The system is 48 light years away, in Ophiuchus behind Barnard's. The star is red dwarf. A transit dips into the light relative to us every 1.5804 days. No eccentricity, so we assume its planet is tidally-locked. If it be a "superEarth" it is a fluffy one: zero-albedo equilibrium temperature of ∼600 K, a radius of 2.7 R⊕, and a mass of 8.2 M⊕
. So miniNeptune has been mooted - Sudarsky II, which is measured from kelvin (to my chagrin; we cannot talk of albedo a priori).
Everett Schlawin and Kazumasa Ohno, together with their harem of et al., are now telling us it is high in carbondioxide. They talk of "metallicity" which is a stellar term for anything not hydrogen or helium: our two ice-giants have eighty times our Sun's metallicity; miniNeptunes are more like a hundred (like GJ 3470 b or K2-18 b).

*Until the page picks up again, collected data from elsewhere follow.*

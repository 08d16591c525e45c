//! Ingest and query pipeline over a [`VectorStore`] and an [`Embedder`].
//!
//! Write path: document → embed → content key → put.
//! Read path: query → embed → full scan → best match.

use std::path::Path;
use std::time::Duration;

use indicatif::{ProgressBar, ProgressStyle};
use tracing::{info, warn};

use semkv_core::config::Settings;
use semkv_core::kv::KvStore;
use semkv_core::loader::{DocumentLoader, SourceDocument};
use semkv_core::traits::Embedder;
use semkv_core::{DocumentKey, Error, Result, Retriever, ScoredCandidate, VectorStore};
use semkv_embed::get_default_embedder;
use semkv_store::RedisKv;

/// A document that could not be ingested. The rest of the batch was not affected.
#[derive(Debug)]
pub struct IngestFailure {
    pub source: String,
    pub error: Error,
}

#[derive(Debug, Default)]
pub struct IngestReport {
    /// Keys written, in input order. Re-ingested text shows up under the same key.
    pub stored: Vec<DocumentKey>,
    pub failed: Vec<IngestFailure>,
}

pub struct SearchEngine<K> {
    store: VectorStore<K>,
    embedder: Box<dyn Embedder>,
    parallel_scan: bool,
    progress: bool,
}

impl<K: KvStore> SearchEngine<K> {
    pub fn new(store: VectorStore<K>, embedder: Box<dyn Embedder>) -> Self {
        Self { store, embedder, parallel_scan: false, progress: false }
    }

    pub fn with_parallel_scan(mut self, enabled: bool) -> Self {
        self.parallel_scan = enabled;
        self
    }

    /// Draw an indicatif progress bar while ingesting.
    pub fn with_progress(mut self, enabled: bool) -> Self {
        self.progress = enabled;
        self
    }

    pub fn store(&self) -> &VectorStore<K> {
        &self.store
    }

    pub fn embedder(&self) -> &dyn Embedder {
        self.embedder.as_ref()
    }

    /// Embeds and stores each document. Embedding failures are recorded per
    /// document; a store failure aborts the batch and is returned.
    pub fn ingest(&self, docs: &[SourceDocument]) -> Result<IngestReport> {
        let mut report = IngestReport::default();
        if docs.is_empty() {
            info!("no documents to ingest");
            return Ok(report);
        }
        info!(documents = docs.len(), model = self.embedder.model_id(), "ingesting");

        let pb = self.progress_bar(docs.len());
        for doc in docs {
            let source = doc.path.display().to_string();
            pb.set_message(source.clone());
            match self.ingest_one(&doc.document.text) {
                Ok(key) => {
                    info!(key = %key, source = %source, "stored embedding");
                    report.stored.push(key);
                }
                Err(e) if e.is_per_item() => {
                    warn!(source = %source, error = %e, "skipping document");
                    report.failed.push(IngestFailure { source, error: e });
                }
                Err(e) => {
                    pb.abandon_with_message("ingestion aborted");
                    return Err(e);
                }
            }
            pb.inc(1);
        }
        pb.finish_with_message("ingestion completed");
        info!(stored = report.stored.len(), failed = report.failed.len(), "ingestion finished");
        Ok(report)
    }

    pub fn ingest_directory(&self, loader: &DocumentLoader, dir: &Path) -> Result<IngestReport> {
        let docs = loader.load_directory(dir)?;
        self.ingest(&docs)
    }

    fn ingest_one(&self, text: &str) -> Result<DocumentKey> {
        let embedding = self.embedder.embed(text)?;
        if embedding.dim() != self.embedder.dim() {
            return Err(Error::DimensionMismatch { expected: self.embedder.dim(), actual: embedding.dim() });
        }
        let key = self.store.keys().derive(text);
        self.store.put(&key, text, &embedding)?;
        Ok(key)
    }

    /// Best match for `query`; `None` when the index holds nothing scorable.
    pub fn query(&self, query: &str) -> Result<Option<ScoredCandidate>> {
        let q = self.embedder.embed(query)?;
        Retriever::new(&self.store).parallel(self.parallel_scan).retrieve_best(&q)
    }

    pub fn query_top_k(&self, query: &str, k: usize) -> Result<Vec<ScoredCandidate>> {
        let q = self.embedder.embed(query)?;
        Retriever::new(&self.store).parallel(self.parallel_scan).retrieve_top_k(&q, k)
    }

    fn progress_bar(&self, len: usize) -> ProgressBar {
        if !self.progress {
            return ProgressBar::hidden();
        }
        let pb = ProgressBar::new(len as u64);
        let style = ProgressStyle::default_bar()
            .template("{spinner:.green} [{elapsed_precise}] [{bar:40.cyan/blue}] {pos}/{len} docs ({percent}%) {msg}")
            .unwrap_or_else(|_| ProgressStyle::default_bar())
            .progress_chars("#>-");
        pb.set_style(style);
        pb
    }
}

/// Opens the Redis-backed engine described by `settings`. Relative paths
/// resolve against `base`.
pub fn open(settings: &Settings, base: &Path) -> Result<SearchEngine<RedisKv>> {
    settings.validate()?;
    let kv = RedisKv::connect(&settings.store_address, Duration::from_millis(settings.connect_timeout_ms))?;
    let store = VectorStore::new(kv, settings.key_deriver()?);
    let embedder = get_default_embedder(settings, base)?;
    Ok(SearchEngine::new(store, embedder).with_parallel_scan(settings.parallel_scan))
}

For that, this GJ 1214 planet is more in the thousands. There's no hydrogen "hycean" layer; that element is bound up in molecules UPDATE 2/1 like methane.
They don't say outright, but with CO2 this high, that fluffiness should be a cloud-deck with low water content; room-temperate acid would do. Gliese 1214 b is a superVenus. Like Aphrodite in that Gateway book; although the Heechee haven't been detected yet.
THAT METHANE 2/1: on review, I am curious how methane survived there and not down here on Venus. Something seems up with the magnetosphere of the star and how it interacts with this planet's core.